* **Aim of the task**
On how many lines of the records below does the string "must" appear? Reply with only the number.

[Stored data entries]
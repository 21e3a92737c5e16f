//! Structures are named multi-tile placements that may straddle region boundaries.

use arcstr::ArcStr;
use glam::IVec2;
use indexmap::IndexMap;

use crate::region::StructureVariant;
use crate::util::TileRect;

use super::{GenProvider, GenError};


/// A deterministic placement of tiles around an origin.
///
/// A structure is applied separately by every region its footprint intersects, each
/// one only writing its own tiles. For the result to be seamless, placement must only
/// depend on the origin and the variant: random choices are drawn from the variant
/// seed and the only reads allowed are the predicates of
/// [`GenProvider::replace_tile_at`].
pub trait Structure: Send + Sync {

    /// The rectangle containing every tile this structure may write.
    fn footprint(&self, origin: IVec2, variant: StructureVariant) -> TileRect;

    /// Write the structure through the given provider. Other structures placed from
    /// here are only applied inside this region, so their footprint must be contained
    /// in this structure's footprint.
    fn place(&self, origin: IVec2, variant: StructureVariant, provider: &mut GenProvider) -> Result<(), GenError>;

}

/// Registry of structures by name, in registration order.
#[derive(Default)]
pub struct StructureRegistry {
    structures: IndexMap<ArcStr, Box<dyn Structure>>,
}

impl StructureRegistry {

    pub fn new() -> Self {
        Self::default()
    }

    /// Register a structure, replacing any previous one with the same name.
    pub fn register(&mut self, name: impl Into<ArcStr>, structure: impl Structure + 'static) {
        self.structures.insert(name.into(), Box::new(structure));
    }

    pub fn get(&self, name: &str) -> Option<&dyn Structure> {
        self.structures.get(name).map(|s| &**s)
    }

    /// Get a structure along with its registered name.
    pub fn get_full(&self, name: &str) -> Option<(&ArcStr, &dyn Structure)> {
        self.structures.get_key_value(name).map(|(k, s)| (k, &**s))
    }

    pub fn names(&self) -> impl Iterator<Item = &str> + '_ {
        self.structures.keys().map(|name| name.as_str())
    }

    pub fn len(&self) -> usize {
        self.structures.len()
    }

    pub fn is_empty(&self) -> bool {
        self.structures.is_empty()
    }

}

* **Task answer**
2